5405 Windward Parkway
Suite 100 South
Alpharetta, GA 30004
Re: Registration Statement on Form S-8
Gentlemen:
I am the Senior Vice President, General Counsel and Secretary of Halyard Health, Inc., a Delaware corporation (the “Corporation”). This opinion is rendered in connection with the preparation and filing with the Securities and Exchange Commission (the “Commission”) of the Registration Statement on Form S-8 (the “Registration Statement”) relating to the registration under the Securities Act of 1933, as amended (the “Act”), of 4,900,000 shares of the Corporation’s common stock, $0.01 par value (the “Shares”), to be offered under the Halyard Health, Inc. Equity Participation Plan (the “Employee Plan”) and the Halyard Health, Inc. Outside Directors’ Compensation Plan (the “Directors Plan” and together with the Employee Plan, the “Plans”).
I, or a member of my staff upon whom I have relied, have examined the Plans and such corporate and other documents and records, and certificates of public officials and officers of the Corporation, as I have deemed necessary for purposes of this opinion. In stating my opinion, I have assumed the genuineness of all signatures of, and the authority of, persons signing any documents or records on behalf of parties other than the Corporation, the authenticity of all documents submitted to me as originals and the conformity to authentic original documents of all documents submitted to me as certified or photostatic copies. Also, I have relied as to certain matters on information obtained from public officials, officers of the Corporation and other sources believed by me to be responsible. In addition, I have assumed that the Registration Statement has been filed with the Commission and has become effective under the Act.

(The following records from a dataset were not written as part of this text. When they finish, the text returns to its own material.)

use super::*;
use crate::cfg::{CfgNodeKind, ControlFlowGraph, StatementPath};

fn sample_graph() -> (IntentionGraph, IntentionId, IntentionId) {
    let mut graph = IntentionGraph::new();
    let file = graph.add_file(
        FileIntention::new("Person.h", true),
        IntentionMeta::nonnull(true),
    );
    let ty = graph.add_type(
        file,
        TypeIntention::new("Person", TypeKind::Class),
        IntentionMeta::nonnull(true),
    );
    (graph, file, ty)
}

#[test]
fn add_sets_parent_back_edge() {
    let (mut graph, file, ty) = sample_graph();
    assert_eq!(graph.intention(ty).parent, Some(file));

    let prop = graph.add_property(
        ty,
        PropertyIntention::field("name", ValueStorage::variable(SwiftType::string())),
        IntentionMeta::default(),
    );
    assert_eq!(graph.intention(prop).parent, Some(ty));
    assert_eq!(graph.type_intention(ty).unwrap().properties, vec![prop]);
}

#[test]
fn remove_clears_parent_back_edge() {
    let (mut graph, _file, ty) = sample_graph();
    let prop = graph.add_property(
        ty,
        PropertyIntention::field("name", ValueStorage::variable(SwiftType::string())),
        IntentionMeta::default(),
    );
    graph.remove_from_parent(prop);
    assert_eq!(graph.intention(prop).parent, None);
    assert!(graph.type_intention(ty).unwrap().properties.is_empty());
    // The arena slot survives removal.
    assert!(graph.property(prop).is_some());
}

#[test]
fn parent_back_edges_are_sound_after_mutation() {
    let (mut graph, file, ty) = sample_graph();
    let other = graph.add_type(
        file,
        TypeIntention::new("Person", TypeKind::Extension),
        IntentionMeta::default(),
    );
    let method = graph.add_method(
        other,
        MethodIntention::new(
            MethodKind::Method,
            FunctionSignature::new("run", SwiftType::Void),
        ),
        IntentionMeta::default(),
    );
    graph.reparent_member(method, ty);

    for intention in graph.intentions() {
        match intention.parent {
            None => {}
            Some(parent) => {
                let listed = match &graph.intention(parent).kind {
                    IntentionKind::File(f) => {
                        f.types.contains(&intention.id) || f.globals.contains(&intention.id)
                    }
                    IntentionKind::Type(t) => {
                        t.properties.contains(&intention.id)
                            || t.methods.contains(&intention.id)
                            || t.conformances.contains(&intention.id)
                    }
                    _ => false,
                };
                assert!(listed, "parent does not list child {:?}", intention.id);
            }
        }
    }
}

#[test]
fn insertion_at_index_preserves_sibling_order() {
    let (mut graph, file, first) = sample_graph();
    let last = graph.add_type(
        file,
        TypeIntention::new("Address", TypeKind::Class),
        IntentionMeta::default(),
    );
    let middle = graph.add_type_at(
        file,
        TypeIntention::new("Pet", TypeKind::Class),
        Some(1),
        IntentionMeta::default(),
    );
    assert_eq!(graph.file(file).unwrap().types, vec![first, middle, last]);
}

#[test]
fn method_lookup_by_selector_ignores_types() {
    let (mut graph, _file, ty) = sample_graph();
    let mut signature = FunctionSignature::new("setObject", SwiftType::Void);
    signature.parameters = vec![
        Parameter {
            label: None,
            name: "object".into(),
            ty: SwiftType::any_object(),
        },
        Parameter {
            label: Some("forKey".into()),
            name: "key".into(),
            ty: SwiftType::string(),
        },
    ];
    let id = graph.add_method(
        ty,
        MethodIntention::new(MethodKind::Method, signature),
        IntentionMeta::default(),
    );

    let selector = Selector::with_arguments(vec!["setObject".into(), "forKey".into()]);
    assert_eq!(graph.method_matching_selector(ty, &selector), Some(id));
}

#[test]
fn method_lookup_by_signature_drops_nullability() {
    let (mut graph, _file, ty) = sample_graph();
    let mut declared = FunctionSignature::new("find", SwiftType::optional(SwiftType::string()));
    declared.parameters = vec![Parameter {
        label: None,
        name: "needle".into(),
        ty: SwiftType::unspecified(SwiftType::string()),
    }];
    let id = graph.add_method(
        ty,
        MethodIntention::new(MethodKind::Method, declared),
        IntentionMeta::default(),
    );

    let mut probe = FunctionSignature::new("find", SwiftType::string());
    probe.parameters = vec![Parameter {
        label: None,
        name: "other".into(),
        ty: SwiftType::string(),
    }];
    assert_eq!(graph.method_with_signature(ty, &probe), Some(id));
}

#[test]
fn generate_method_from_descriptor_inherits_nonnull_context() {
    let (mut graph, _file, ty) = sample_graph();
    let descriptor = MethodDescriptor {
        signature: FunctionSignature::new("describe", SwiftType::string()),
    };
    let id = graph.generate_method(ty, &descriptor);
    assert!(graph.intention(id).in_nonnull_context);
    assert_eq!(graph.intention(id).parent, Some(ty));
    assert_eq!(graph.method(id).unwrap().signature.name, "describe");
}

#[test]
fn intention_graph_serde_roundtrip() {
    let (graph, _file, _ty) = sample_graph();
    let json = serde_json::to_string(&graph).unwrap();
    let back: IntentionGraph = serde_json::from_str(&json).unwrap();
    assert_eq!(graph, back);
}

#[test]
fn cfg_well_formed_after_construction() {
    let mut cfg = ControlFlowGraph::new();
    let a = cfg.add_statement_node(StatementPath(vec![0]), "a");
    let b = cfg.add_statement_node(StatementPath(vec![1]), "b");
    cfg.add_edge(cfg.entry(), a);
    cfg.add_edge(a, b);
    cfg.add_edge(b, cfg.exit());

    assert!(cfg.edges().all(|e| cfg.contains(e.source) && cfg.contains(e.target)));
    assert!(cfg.successors(cfg.exit()).is_empty());
    assert!(cfg.predecessors(cfg.entry()).is_empty());
}

#[test]
fn cfg_prune_removes_unreachable_nodes() {
    let mut cfg = ControlFlowGraph::new();
    let a = cfg.add_statement_node(StatementPath(vec![0]), "a");
    let orphan = cfg.add_statement_node(StatementPath(vec![9]), "orphan");
    cfg.add_edge(cfg.entry(), a);
    cfg.add_edge(a, cfg.exit());

    cfg.prune();
    assert!(!cfg.contains(orphan));
    assert!(cfg.contains(a));
    assert!(cfg.contains(cfg.entry()) && cfg.contains(cfg.exit()));
}

#[test]
fn cfg_marks_loop_back_edges() {
    let mut cfg = ControlFlowGraph::new();
    let header = cfg.add_statement_node(StatementPath(vec![0]), "while");
    let body = cfg.add_statement_node(StatementPath(vec![0, 0]), "body");
    cfg.add_edge(cfg.entry(), header);
    cfg.add_edge(header, body);
    cfg.add_edge(body, header);
    cfg.add_edge(header, cfg.exit());

    cfg.mark_back_edges();
    let back: Vec<_> = cfg.edges().filter(|e| e.back_edge).collect();
    assert_eq!(back.len(), 1);
    assert_eq!(back[0].source, body);
    assert_eq!(back[0].target, header);
}

#[test]
fn cfg_copy_then_deep_copy_is_structurally_equal() {
    let mut cfg = ControlFlowGraph::new();
    let a = cfg.add_statement_node(StatementPath(vec![0]), "a");
    let b = cfg.add_statement_node(StatementPath(vec![1]), "b");
    cfg.add_edge(cfg.entry(), a);
    cfg.add_edge(a, b);
    cfg.add_edge(b, a);
    cfg.add_edge(a, cfg.exit());
    cfg.mark_back_edges();

    let copied = cfg.copy().deep_copy();
    assert_eq!(copied, cfg);
    assert_eq!(copied.entry(), cfg.entry());
    assert_eq!(copied.exit(), cfg.exit());
}

#[test]
fn subgraph_expansion_preserves_reachable_statements() {
    let mut inner = ControlFlowGraph::new();
    let inner_stmt = inner.add_statement_node(StatementPath(vec![1, 0]), "nested");
    inner.add_edge(inner.entry(), inner_stmt);
    inner.add_edge(inner_stmt, inner.exit());

    let mut outer = ControlFlowGraph::new();
    let before = outer.add_statement_node(StatementPath(vec![0]), "before");
    let sub = outer.add_subgraph_node(inner);
    let after = outer.add_statement_node(StatementPath(vec![2]), "after");
    outer.add_edge(outer.entry(), before);
    outer.add_edge(before, sub);
    outer.add_edge(sub, after);
    outer.add_edge(after, outer.exit());

    let reachable_before = outer.reachable_statement_paths();
    outer.expand_subgraphs();
    outer.prune();
    let reachable_after = outer.reachable_statement_paths();

    assert_eq!(reachable_before, reachable_after);
    assert!(!outer
        .nodes()
        .any(|n| matches!(n.kind, CfgNodeKind::Subgraph(_))));
    // The nested statement is now wired between its old neighbours.
    let nested = outer
        .nodes()
        .find(|n| matches!(&n.kind, CfgNodeKind::Statement { description, .. } if description == "nested"))
        .expect("nested node survives expansion");
    assert_eq!(outer.predecessors(nested.id), vec![before]);
    assert_eq!(outer.successors(nested.id), vec![after]);
}

#[test]
fn empty_subgraph_expansion_connects_neighbours() {
    let mut inner = ControlFlowGraph::new();
    let (entry, exit) = (inner.entry(), inner.exit());
    inner.add_edge(entry, exit);

    let mut outer = ControlFlowGraph::new();
    let before = outer.add_statement_node(StatementPath(vec![0]), "before");
    let sub = outer.add_subgraph_node(inner);
    outer.add_edge(outer.entry(), before);
    outer.add_edge(before, sub);
    outer.add_edge(sub, outer.exit());

    outer.expand_subgraphs();
    assert!(outer.successors(before).contains(&outer.exit()));
}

Based on the foregoing, I am of the opinion that the Shares have been duly and validly authorized, and, when issued and paid for in accordance with the Plans and the provisions of the award agreements relating to awards granted under the Plans, for a consideration at least equal to the par value thereof, the Shares will be validly issued, fully paid and nonassessable.
The foregoing opinion is limited in all respects to the Federal laws of the United States and the General Corporation Law of the State of Delaware, and I am expressing no opinion as to the effect of the laws of any other jurisdiction. The foregoing opinion is expressed solely for the benefit of the addressee hereof and may not be relied upon by any other person or entity without my prior written consent.
I hereby consent to the filing of this opinion as Exhibit 5 to the Registration Statement. In addition, I hereby consent to the use of this opinion in the related Section 10(a) Prospectus. In giving this consent, I do not thereby admit that I come within the category of persons whose consent is required under Section 7 of the Act or the rules and regulations of the Commission promulgated thereunder.